I recently tried to install the infamous Lotus 1-2-3 Release 3 from 1989 in a VM. The program disks included both DOS and OS/2 executables, and both were failing. The DOS version stopped with “Cannot initialize system driver” immediately after showing the splash screen, while the OS/2 version failed with the message “Error loading driver file LTSNW” at about the same point. Google was of no help whatsoever, as often happens with software that old.
The OS/2 problem was easy to fix. For some reason, the 1-2-3 installer does not modify OS/2′s CONFIG.SYS to make sure the C:\123R3 (or equivalent) directory is on the LIBPATH. When 123OS2.EXE attempts to dynamically load LTSNW.DLL (apparently some sort of a Novell NetWare interface library), it will fail. Editing LIBPATH appropriately is all it takes to fix the problem. On some systems, LIBPATH contains the current directory (“.”); in that case, 1-2-3 starts as long as it’s launched from its own directory.

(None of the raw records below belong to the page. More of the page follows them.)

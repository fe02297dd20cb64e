//! Resource store interface and an in-memory implementation.
//!
//! The store is the compiler's only I/O boundary. Reads happen first, then
//! one write phase; the store itself provides atomicity per call.

use crate::error::{Error, Result};
use crate::processor::{Processor, PROCESSOR_KIND};
use sampling_actions::{
    Action, Condition, LegacyAction, ManifestSet, ObjectRef, SamplerKind, ACTION_KIND,
};
use std::collections::{BTreeMap, BTreeSet};
use std::fmt;
use std::sync::{Mutex, MutexGuard};
use tracing::debug;
use xxhash_rust::xxh64::xxh64;

const UID_SEED: u64 = 0x5549_4453; // "UIDS" in hex

/// Result of applying a processor.
#[derive(Debug, Clone, Copy, PartialEq, Eq)]
pub enum ApplyOutcome {
    /// The processor did not exist and was created.
    Created,
    /// The processor existed and was patched.
    Configured,
    /// The stored processor already matched.
    Unchanged,
}

impl fmt::Display for ApplyOutcome {
    fn fmt(&self, f: &mut fmt::Formatter<'_>) -> fmt::Result {
        match self {
            Self::Created => write!(f, "created"),
            Self::Configured => write!(f, "configured"),
            Self::Unchanged => write!(f, "unchanged"),
        }
    }
}

/// Parameters of a processor apply.
#[derive(Debug, Clone, PartialEq, Eq)]
pub struct ApplyParams {
    /// Field-owner identity.
    pub field_manager: String,
    /// Take over objects owned by another manager.
    pub force: bool,
}

impl ApplyParams {
    /// Apply as `field_manager` without forcing.
    #[must_use]
    pub fn new(field_manager: impl Into<String>) -> Self {
        Self {
            field_manager: field_manager.into(),
            force: false,
        }
    }

    /// Take over conflicting ownership.
    #[must_use]
    pub const fn force(mut self) -> Self {
        self.force = true;
        self
    }
}

/// Storage for sampling resources and processors.
pub trait ResourceStore: Send + Sync {
    /// Namespaces holding at least one resource.
    ///
    /// # Errors
    ///
    /// Returns an error if the store cannot be read.
    fn namespaces(&self) -> Result<Vec<String>>;

    /// Unified actions in a namespace.
    ///
    /// # Errors
    ///
    /// Returns an error if the store cannot be read.
    fn list_actions(&self, namespace: &str) -> Result<Vec<Action>>;

    /// Legacy resources of one kind in a namespace.
    ///
    /// # Errors
    ///
    /// Returns an error if the store cannot be read.
    fn list_legacy(&self, namespace: &str, kind: SamplerKind) -> Result<Vec<LegacyAction>>;

    /// Creates a unified action. Fails with [`Error::AlreadyExists`] if the
    /// name is taken.
    ///
    /// # Errors
    ///
    /// Returns an error if the action exists or the store cannot be written.
    fn create_action(&self, action: Action) -> Result<Action>;

    /// Reads a processor.
    ///
    /// # Errors
    ///
    /// Returns an error if the store cannot be read.
    fn get_processor(&self, namespace: &str, name: &str) -> Result<Option<Processor>>;

    /// Creates or patches a processor.
    ///
    /// # Errors
    ///
    /// Returns [`Error::Conflict`] if another field manager owns the
    /// processor and `params.force` is false.
    fn apply_processor(&self, processor: &Processor, params: &ApplyParams) -> Result<ApplyOutcome>;

    /// Deletes a processor. Returns false if it did not exist.
    ///
    /// # Errors
    ///
    /// Returns an error if the store cannot be written.
    fn delete_processor(&self, namespace: &str, name: &str) -> Result<bool>;

    /// Sets a condition on a unified action.
    ///
    /// # Errors
    ///
    /// Returns [`Error::NotFound`] if the action does not exist.
    fn update_action_status(&self, target: &ObjectRef, condition: Condition) -> Result<()>;

    /// Sets a condition on a legacy resource.
    ///
    /// # Errors
    ///
    /// Returns [`Error::NotFound`] if the resource does not exist.
    fn update_legacy_status(&self, target: &ObjectRef, condition: Condition) -> Result<()>;
}

#[derive(Debug, Clone)]
struct StoredProcessor {
    processor: Processor,
    manager: String,
}

#[derive(Debug, Default)]
struct NamespaceState {
    actions: BTreeMap<String, Action>,
    legacy: BTreeMap<(SamplerKind, String), LegacyAction>,
    processors: BTreeMap<String, StoredProcessor>,
}

impl NamespaceState {
    fn is_empty(&self) -> bool {
        self.actions.is_empty() && self.legacy.is_empty() && self.processors.is_empty()
    }
}

#[derive(Debug, Default)]
struct State {
    namespaces: BTreeMap<String, NamespaceState>,
    cancelled: BTreeSet<String>,
    fail_next_apply: Option<String>,
    version: u64,
}

impl State {
    fn next_version(&mut self) -> String {
        self.version += 1;
        self.version.to_string()
    }

    fn check(&self, namespace: &str) -> Result<()> {
        if self.cancelled.contains(namespace) {
            Err(Error::Cancelled(namespace.to_string()))
        } else {
            Ok(())
        }
    }
}

fn derive_uid(kind: &str, namespace: &str, name: &str) -> String {
    let hash = xxh64(format!("{kind}/{namespace}/{name}").as_bytes(), UID_SEED);
    format!("{hash:016x}")
}

fn not_found(target: &ObjectRef) -> Error {
    Error::NotFound {
        kind: target.kind.clone(),
        namespace: target.namespace.clone(),
        name: target.name.clone(),
    }
}

/// In-memory [`ResourceStore`].
///
/// Assigns deterministic uids, bumps `resourceVersion` only on real change,
/// tracks the field manager of every processor, and supports per-namespace
/// cancellation and fault injection for tests.
#[derive(Debug, Default)]
pub struct MemoryStore {
    state: Mutex<State>,
}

The failure of the DOS version was a much tougher nut to crack. The error message was rather non-specific. No version of DOS and no memory manager configuration I tried solved the problem, they all failed in the same way (except in a DPMI environment, 1-2-3 R3.0 refused to start outright, as it requires VCPI). I had a hunch that the issue might have something to do with the BIOS used by VirtualBox, specifically with the contents of the interrupt vector table (IVT).
I tried making sure the last vector (FFh) in the IVT is empty (contains zeros) and voilà—Lotus 1-2-3 R3 started up! But that didn’t make sense… because on many systems, the last portion of the IVT is used as a temporary stack by the BIOS, and the contents of the last 30 or so vectors are unpredictable. Then I tried modifying the contents of other vectors and found that zeroing vector 81h also allowed 1-2-3 to run.

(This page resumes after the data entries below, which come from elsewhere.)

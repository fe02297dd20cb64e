use super::{lowest_by, ActionHandler, Candidate, PolicyContribution, PolicyHandler};
use crate::policy::{Policy, PolicyDetails, PolicyType, ProbabilisticPolicy};
use sampling_actions::{SamplerKind, ValidationError};

/// Probabilistic sampler: one policy per resource, lowest percentage wins.
#[derive(Debug, Clone, Copy, Default)]
pub struct ProbabilisticHandler;

impl ActionHandler for ProbabilisticHandler {
    fn kind(&self) -> SamplerKind {
        SamplerKind::Probabilistic
    }
}

impl PolicyHandler for ProbabilisticHandler {
    fn policy_type(&self) -> PolicyType {
        PolicyType::Probabilistic
    }

    fn policy(&self, candidate: &Candidate) -> Result<Policy, ValidationError> {
        let config = candidate
            .samplers()?
            .probabilistic_sampler
            .as_ref()
            .ok_or(ValidationError::MissingField("probabilisticSampler"))?;
        let sampling_percentage = config.percentage()?;
        Ok(Policy::for_source(
            candidate.name(),
            PolicyDetails::Probabilistic(ProbabilisticPolicy {
                sampling_percentage,
            }),
        ))
    }

    fn select_winner<'a>(
        &self,
        contenders: &'a [PolicyContribution],
    ) -> Option<&'a PolicyContribution> {
        lowest_by(contenders, |c| match &c.policy.details {
            PolicyDetails::Probabilistic(p) => p.sampling_percentage,
            PolicyDetails::Latency(_) => f64::INFINITY,
        })
    }
}

#[cfg(test)]
mod tests {
    use super::*;
    use crate::handlers::fixtures::{legacy_probabilistic, probabilistic_action};
    use proptest::prelude::*;

    fn contribution(name: &str, percentage: &str) -> PolicyContribution {
        let candidate = Candidate::from_action(&probabilistic_action(name, percentage));
        let policy = ProbabilisticHandler.policy(&candidate).unwrap();
        PolicyContribution { candidate, policy }
    }

    #[test]
    fn lowest_percentage_wins() {
        let contenders = vec![
            contribution("a", "25"),
            contribution("b", "75"),
            contribution("c", "50"),
        ];
        let winner = ProbabilisticHandler.select_winner(&contenders).unwrap();
        assert_eq!(winner.candidate.name(), "a");
        assert_eq!(winner.policy.name, "probabilistic-a");
    }

    #[test]
    fn legacy_resources_share_the_code_path() {
        let candidate = Candidate::from_legacy(&legacy_probabilistic("tenth", "10"));
        let policy = ProbabilisticHandler.policy(&candidate).unwrap();
        assert_eq!(
            policy.details,
            PolicyDetails::Probabilistic(ProbabilisticPolicy {
                sampling_percentage: 10.0
            })
        );
    }

    #[test]
    fn unparsable_percentage_is_invalid() {
        let candidate = Candidate::from_action(&probabilistic_action("p", "ten"));
        assert!(ProbabilisticHandler.policy(&candidate).is_err());
    }

    #[test]
    fn no_contenders_no_winner() {
        assert!(ProbabilisticHandler.select_winner(&[]).is_none());
    }

    proptest! {
        #[test]
        fn winner_does_not_depend_on_input_order(
            percentages in proptest::collection::vec(0u8..=100, 1..8),
            rotation in 0usize..8,
        ) {
            let contenders: Vec<_> = percentages
                .iter()
                .enumerate()
                .map(|(i, p)| contribution(&format!("action-{i}"), &p.to_string()))
                .collect();
            let mut rotated = contenders.clone();
            let len = rotated.len();
            rotated.rotate_left(rotation % len);

            let first = ProbabilisticHandler.select_winner(&contenders).unwrap();
            let second = ProbabilisticHandler.select_winner(&rotated).unwrap();
            prop_assert_eq!(first.candidate.name(), second.candidate.name());

            let lowest = percentages.iter().min().copied().unwrap_or_default();
            prop_assert!((first.policy.details.selection_key() - f64::from(lowest)).abs() < f64::EPSILON);
        }
    }
}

The problem was that neither vector FFh nor 81h has any particular function, certainly nothing even remotely relevant to 1-2-3. In the end I looked at the disassembly of LTSSYS.DLD and realized that 1-2-3 R3 looks for unused interrupts in the 81h-FFh vector range. It doesn’t matter which vector is unused (zeroed), but at least one vector in that range must be available; if it’s not, the LTSSYS.DLD module (the “system driver”) will fail to initialize.
Note that 1-2-3 R3.1 (shown above) may require more unused vectors in the IVT, but for R3.0 one is enough. Release 3.1 also includes a newer version of the DOS/16M DOS extender with support for DPMI, and can thus be launched in DPMI environments such as Windows 3.1.